Example 5.4.2

Setting up the likelihood function

Haokun asks how do one actually show that \(Y_{\mathsf{max}}\) is the maximum likelihood estimator. Thanks to Haokun for asking this question.

The setup is slightly more complicated than what you see in Example 5.2.4. But you have to start with the idea that the likelihood function is a function of \(\theta\) and the data.
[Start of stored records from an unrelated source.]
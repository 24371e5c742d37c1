use std::fmt;

use tokio::sync::Mutex;
use tokio_util::sync::CancellationToken;
use tracing::{info, warn};

use crate::error::Result;

use super::manager::WorkManager;
use super::ticker::{PeriodicTask, TickerHandle};

/// Drives a [`WorkManager`] with its two periodic tickers: dispatch of owned
/// work and adoption of orphaned work.
pub struct WorkRuntime {
    manager: WorkManager,
    shutdown_token: CancellationToken,
    tickers: Mutex<Vec<TickerHandle>>,
}

impl fmt::Debug for WorkRuntime {
    fn fmt(&self, f: &mut fmt::Formatter<'_>) -> fmt::Result {
        let ticker_count = self
            .tickers
            .try_lock()
            .map(|handles| handles.len())
            .unwrap_or_default();
        f.debug_struct("WorkRuntime")
            .field("manager", &self.manager)
            .field("ticker_count", &ticker_count)
            .field("shutdown_cancelled", &self.shutdown_token.is_cancelled())
            .finish()
    }
}

impl WorkRuntime {
    /// Runtime for `manager`; nothing ticks until [`WorkRuntime::start`].
    pub fn new(manager: WorkManager) -> Self {
        Self {
            manager,
            shutdown_token: CancellationToken::new(),
            tickers: Mutex::new(Vec::new()),
        }
    }

    /// The driven manager.
    pub fn manager(&self) -> &WorkManager {
        &self.manager
    }

    /// Token cancelled by [`WorkRuntime::shutdown`].
    pub fn shutdown_token(&self) -> CancellationToken {
        self.shutdown_token.clone()
    }

    /// Spawns the dispatch and rebalance tickers.
    pub async fn start(&self) -> Result<()> {
        let config = self.manager.config();
        info!(
            owner = %self.manager.owner_id(),
            dispatch_ms = config.dispatch_interval_ms,
            rebalance_ms = config.rebalance_interval_ms,
            "Starting work runtime"
        );

        let dispatcher = self.manager.clone();
        let dispatch = PeriodicTask::new("dispatch", config.dispatch_interval()).spawn(
            self.shutdown_token.child_token(),
            move || {
                let manager = dispatcher.clone();
                async move {
                    if let Err(err) = manager.dispatch_owned().await {
                        warn!("dispatch tick failed: {err}");
                    }
                }
            },
        );

        let rebalancer = self.manager.clone();
        let rebalance = PeriodicTask::new("rebalance", config.rebalance_interval())
            .spawn(self.shutdown_token.child_token(), move || {
                let manager = rebalancer.clone();
                async move {
                    if let Err(err) = manager.rebalance_orphans().await {
                        warn!("orphan rebalancing tick failed: {err}");
                    }
                }
            });

        let mut guard = self.tickers.lock().await;
        guard.push(dispatch);
        guard.push(rebalance);
        Ok(())
    }

    /// Number of dispatch ticks dropped because the previous one was still
    /// running.
    pub async fn skipped_dispatch_ticks(&self) -> u64 {
        let guard = self.tickers.lock().await;
        guard
            .iter()
            .find(|ticker| ticker.name() == "dispatch")
            .map(TickerHandle::skipped_ticks)
            .unwrap_or_default()
    }

    /// Cancels both tickers and waits, up to the configured grace period,
    /// for running ticks and fired dispatches to finish.
    pub async fn shutdown(&self) -> Result<()> {
        info!("Initiating graceful shutdown of work runtime");
        self.shutdown_token.cancel();

        let handles = {
            let mut guard = self.tickers.lock().await;
            std::mem::take(&mut *guard)
        };

        let deadline = tokio::time::Instant::now() + self.manager.config().shutdown_grace();
        for handle in handles {
            let name = handle.name();
            let mut join = handle.into_join_handle();
            match tokio::time::timeout_at(deadline, &mut join).await {
                Ok(Ok(())) => {}
                Ok(Err(e)) => warn!("{name} ticker task failed: {e:?}"),
                Err(_) => {
                    warn!("{name} ticker timed out during shutdown");
                    join.abort();
                }
            }
        }

        if tokio::time::timeout_at(deadline, self.manager.drain())
            .await
            .is_err()
        {
            warn!("fired dispatches still running after the shutdown grace period");
        }

        info!("Work runtime shutdown complete");
        Ok(())
    }
}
Let \(\theta\) be fixed. Without loss of generality, suppose there is some \(y_1\) such that \(y_1 > \theta\) (this could have been any other \(y_i\)).1 Then, the density at this \(y_1i\) has to be zero, i.e. \(f\left(y_1;\theta\right)=0\). Since we are in the IID case, the likelihood function has to be a product of the form \(L\left(\theta\right)=L\left(\theta; y_1,\ldots,y_n\right)=\displaystyle\prod_{i=1}^n f\left(y_i;\theta\right)\). Because one of these densities is equal to zero, \(L\left(\theta\right)=0\). Therefore, \(L\left(\theta\right)=0\) if \(y_{\mathsf{max}}> \theta\). The latter follows because once there is just one \(y_1 > \theta\), \(y_{\mathsf{max}}\) has to be greater than \(\theta\).
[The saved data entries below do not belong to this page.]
//! Postgres-backed work ledger.

use std::fmt;

use async_trait::async_trait;
use chrono::{DateTime, Utc};
use smartevents_model::{OwnerId, ResourceId, ResourceType, WorkId, WorkItem};
use sqlx::PgPool;
use tracing::{debug, info};
use uuid::Uuid;

use crate::error::{Result, WorkError};

use super::ledger::WorkRepository;

const WORK_COLUMNS: &str = "id, managed_resource_id, resource_type, owner_id, \
     submitted_at, modified_at, attempts, version";

#[derive(Clone)]
pub struct PostgresWorkRepository {
    pool: PgPool,
}

impl fmt::Debug for PostgresWorkRepository {
    fn fmt(&self, f: &mut fmt::Formatter<'_>) -> fmt::Result {
        f.debug_struct("PostgresWorkRepository")
            .field("pool_size", &self.pool.size())
            .field("idle_connections", &self.pool.num_idle())
            .finish()
    }
}

#[derive(sqlx::FromRow)]
struct WorkRow {
    id: Uuid,
    managed_resource_id: Uuid,
    resource_type: String,
    owner_id: String,
    submitted_at: DateTime<Utc>,
    modified_at: DateTime<Utc>,
    attempts: i32,
    version: i64,
}

impl TryFrom<WorkRow> for WorkItem {
    type Error = WorkError;

    fn try_from(row: WorkRow) -> Result<Self> {
        let resource_type: ResourceType = row.resource_type.parse()?;
        let attempts = u32::try_from(row.attempts).map_err(|_| {
            WorkError::Internal(format!(
                "work {} has negative attempt count {}",
                row.id, row.attempts
            ))
        })?;
        Ok(WorkItem {
            id: WorkId(row.id),
            managed_resource_id: ResourceId(row.managed_resource_id),
            resource_type,
            owner_id: OwnerId(row.owner_id),
            submitted_at: row.submitted_at,
            modified_at: row.modified_at,
            attempts,
            version: row.version,
        })
    }
}

fn attempts_param(item: &WorkItem) -> Result<i32> {
    i32::try_from(item.attempts).map_err(|_| {
        WorkError::Internal(format!(
            "work {} attempt count {} overflows storage",
            item.id, item.attempts
        ))
    })
}

impl PostgresWorkRepository {
    /// Create the repository and verify the database is reachable.
    pub async fn new(pool: PgPool) -> Result<Self> {
        sqlx::query_scalar::<_, i32>("SELECT 1")
            .fetch_one(&pool)
            .await
            .map_err(|e| {
                WorkError::Internal(format!(
                    "Work ledger failed Postgres health check: {e}"
                ))
            })?;
        info!("Work ledger connected to Postgres");
        Ok(Self { pool })
    }

    pub fn pool(&self) -> &PgPool {
        &self.pool
    }

    async fn insert(&self, item: &WorkItem) -> Result<WorkItem> {
        let sql = format!(
            "INSERT INTO work ({WORK_COLUMNS}) \
             VALUES ($1, $2, $3, $4, $5, $6, $7, $8) \
             RETURNING {WORK_COLUMNS}"
        );
        let row = sqlx::query_as::<_, WorkRow>(&sql)
            .bind(item.id.0)
            .bind(item.managed_resource_id.0)
            .bind(item.resource_type.as_str())
            .bind(item.owner_id.as_str())
            .bind(item.submitted_at)
            .bind(item.modified_at)
            .bind(attempts_param(item)?)
            .bind(item.version)
            .fetch_one(&self.pool)
            .await
            .map_err(|err| match err {
                sqlx::Error::Database(db) if db.is_unique_violation() => {
                    WorkError::Conflict(format!(
                        "work already exists for resource {}",
                        item.managed_resource_id
                    ))
                }
                other => WorkError::Database(other),
            })?;
        row.try_into()
    }
}

#[async_trait]
impl WorkRepository for PostgresWorkRepository {
    async fn find_by_resource_id(
        &self,
        resource_id: ResourceId,
    ) -> Result<Option<WorkItem>> {
        let sql = format!(
            "SELECT {WORK_COLUMNS} FROM work WHERE managed_resource_id = $1"
        );
        let row = sqlx::query_as::<_, WorkRow>(&sql)
            .bind(resource_id.0)
            .fetch_optional(&self.pool)
            .await?;
        row.map(WorkItem::try_from).transpose()
    }

    async fn find_by_owner_id(&self, owner_id: &OwnerId) -> Result<Vec<WorkItem>> {
        let sql = format!(
            "SELECT {WORK_COLUMNS} FROM work WHERE owner_id = $1 \
             ORDER BY submitted_at"
        );
        let rows = sqlx::query_as::<_, WorkRow>(&sql)
            .bind(owner_id.as_str())
            .fetch_all(&self.pool)
            .await?;
        rows.into_iter().map(WorkItem::try_from).collect()
    }

    async fn find_by_id(&self, id: WorkId) -> Result<Option<WorkItem>> {
        let sql = format!("SELECT {WORK_COLUMNS} FROM work WHERE id = $1");
        let row = sqlx::query_as::<_, WorkRow>(&sql)
            .bind(id.0)
            .fetch_optional(&self.pool)
            .await?;
        row.map(WorkItem::try_from).transpose()
    }

    async fn persist(&self, item: WorkItem) -> Result<WorkItem> {
        let sql = format!(
            "UPDATE work \
             SET owner_id = $2, modified_at = $3, attempts = $4, \
                 version = version + 1 \
             WHERE id = $1 AND version = $5 \
             RETURNING {WORK_COLUMNS}"
        );
        let updated = sqlx::query_as::<_, WorkRow>(&sql)
            .bind(item.id.0)
            .bind(item.owner_id.as_str())
            .bind(item.modified_at)
            .bind(attempts_param(&item)?)
            .bind(item.version)
            .fetch_optional(&self.pool)
            .await?;

        if let Some(row) = updated {
            return row.try_into();
        }

        let stored_version: Option<i64> =
            sqlx::query_scalar("SELECT version FROM work WHERE id = $1")
                .bind(item.id.0)
                .fetch_optional(&self.pool)
                .await?;

        match stored_version {
            Some(found) => Err(WorkError::Conflict(format!(
                "work {} was modified concurrently (expected version {}, found {found})",
                item.id, item.version
            ))),
            None => self.insert(&item).await,
        }
    }

    async fn delete_by_id(&self, id: WorkId) -> Result<bool> {
        let result = sqlx::query("DELETE FROM work WHERE id = $1")
            .bind(id.0)
            .execute(&self.pool)
            .await?;
        Ok(result.rows_affected() > 0)
    }

    async fn reassign_stale(
        &self,
        owner_id: &OwnerId,
        older_than: DateTime<Utc>,
    ) -> Result<u64> {
        let result = sqlx::query(
            r#"
            UPDATE work
            SET owner_id = $1,
                modified_at = NOW(),
                version = version + 1
            WHERE owner_id <> $1
              AND modified_at < $2
            "#,
        )
        .bind(owner_id.as_str())
        .bind(older_than)
        .execute(&self.pool)
        .await?;

        let reassigned = result.rows_affected();
        if reassigned > 0 {
            debug!(owner = %owner_id, reassigned, "claimed stale work rows");
        }
        Ok(reassigned)
    }
}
Now, suppose \(y_{\mathsf{max}} \leq \theta\). For every \(y_i\), we have \(\displaystyle f\left(y_i;\theta\right)=\frac{2y_i}{\theta^2}\). Again, since we are in the IID case, the likelihood function has to be a product of the form \[L\left(\theta\right)=L\left(\theta; y_1,\ldots,y_n\right)=\displaystyle\prod_{i=1}^n f\left(y_i;\theta\right)=\prod_{i=1}^n \frac{2y_i}{\theta^2}=\frac{2^n}{\theta^{2n}}\prod_{i=1}^n y_i\].
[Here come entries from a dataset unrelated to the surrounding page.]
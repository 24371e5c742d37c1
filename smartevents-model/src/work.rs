use chrono::{DateTime, Utc};
use serde::{Deserialize, Serialize};

use crate::ids::{OwnerId, ResourceId, WorkId};
use crate::resources::{ManagedResource, ResourceType};

/// Durable record of outstanding reconciliation work for one managed
/// resource. At most one item exists per `managed_resource_id`.
#[derive(Clone, Debug, PartialEq, Eq, Serialize, Deserialize)]
pub struct WorkItem {
    pub id: WorkId,
    pub managed_resource_id: ResourceId,
    pub resource_type: ResourceType,
    pub owner_id: OwnerId,
    pub submitted_at: DateTime<Utc>,
    pub modified_at: DateTime<Utc>,
    pub attempts: u32,
    /// Optimistic concurrency token, bumped by every successful update.
    pub version: i64,
}

impl WorkItem {
    pub fn for_resource<R: ManagedResource>(
        resource: &R,
        owner_id: OwnerId,
    ) -> Self {
        Self::new(resource.id(), R::RESOURCE_TYPE, owner_id)
    }

    pub fn new(
        managed_resource_id: ResourceId,
        resource_type: ResourceType,
        owner_id: OwnerId,
    ) -> Self {
        let now = Utc::now();
        Self {
            id: WorkId::new(),
            managed_resource_id,
            resource_type,
            owner_id,
            submitted_at: now,
            modified_at: now,
            attempts: 0,
            version: 0,
        }
    }

    /// True when the item has not been touched since `cutoff`.
    pub fn is_stale(&self, cutoff: DateTime<Utc>) -> bool {
        self.modified_at < cutoff
    }
}

impl std::fmt::Display for WorkItem {
    fn fmt(&self, f: &mut std::fmt::Formatter<'_>) -> std::fmt::Result {
        write!(
            f,
            "work {} for {} '{}' (owner {}, attempts {})",
            self.id,
            self.resource_type,
            self.managed_resource_id,
            self.owner_id,
            self.attempts
        )
    }
}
Putting all these together, \[L\left(\theta\right)=\begin{cases} \displaystyle\frac{2^n}{\theta^{2n}}\prod_{i=1}^n y_i & \mathrm{if}\ y_{\mathsf{max}} \leq \theta \\ 0 & \mathrm{if}\ y_{\mathsf{max}} > \theta \end{cases}\] Another way to write this is \[L\left(\theta\right)= \displaystyle\frac{2^n}{\theta^{2n}}\left(\prod_{i=1}^n y_i \right) I_{[0,\theta]\left(y_{\mathsf{max}}\right)}\]

To maximize this likelihood function, \(\widehat{\theta}_{\mathsf{MLE}}\) has to be the value of \(\theta\) which will make the likelihood function the largest. \(\widehat{\theta}_{\mathsf{MLE}}\) has to be \(y_{\mathsf{max}}\). If \(\widehat{\theta}_{\mathsf{MLE}} < y_{\mathsf{max}}\), the likelihood function at \(\widehat{\theta}_{\mathsf{MLE}}\) would be zero. If \(\widehat{\theta}_{\mathsf{MLE}} \geq y_{\mathsf{max}}\), the likelihood function will be positive. This means that \(\widehat{\theta}_{\mathsf{MLE}}\) has to be greater than or equal to \(y_{\mathsf{max}}\). We now rule out the “greater than” part of the statement. Whenever \(\widehat{\theta}_{\mathsf{MLE}} \geq y_{\mathsf{max}}\), the likelihood function \(\displaystyle\frac{2^n}{\theta^{2n}}\left(\prod_{i=1}^n y_i \right)\) is a strictly decreasing function of \(\theta\). Therefore, the highest value of the likelihood function is achieved whenever \(\widehat{\theta}_{\mathsf{MLE}} = y_{\mathsf{max}}\).

Below you will find a rough picture of the graph:

Capital \(Y\) or small \(y\)

Haokun asks the difference between the case where I put \(Y\) in capital letters or in small letters. Thanks to Haokun for asking this question.

The argument earlier when we setup the likelihood function is for the observed data \(\left(y_1,\ldots,y_n\right)\). But it equally applies when we treat \(\left(Y_1,\ldots,Y_n\right)\) as random variables. This reflects what we did in the first four weeks of the course where we usually get to see an estimate \(\overline{y}\) from our one dataset and we are studying the performance of the procedure or estimator \(\overline{Y}\).

When we talk about the properties of the MLE, we are in a setting where the data \(\left(Y_1,\ldots,Y_n\right)\) are treated as random variables. This is what you see here, when we discussed why MLE works. You also see it here or in Theorem 5.5.1 where you see that you are taking the expected value of the negative of the second derivative of the log-likelihood. The \(Y\)’s are in capital letters because the data are treated as random variables.

Footnotes

  1. If you are wondering what happens when there is some \(y_1<0\), the likelihood function here is also zero and we can rule this out in the same way I show in the Apr 13 course diary.↩︎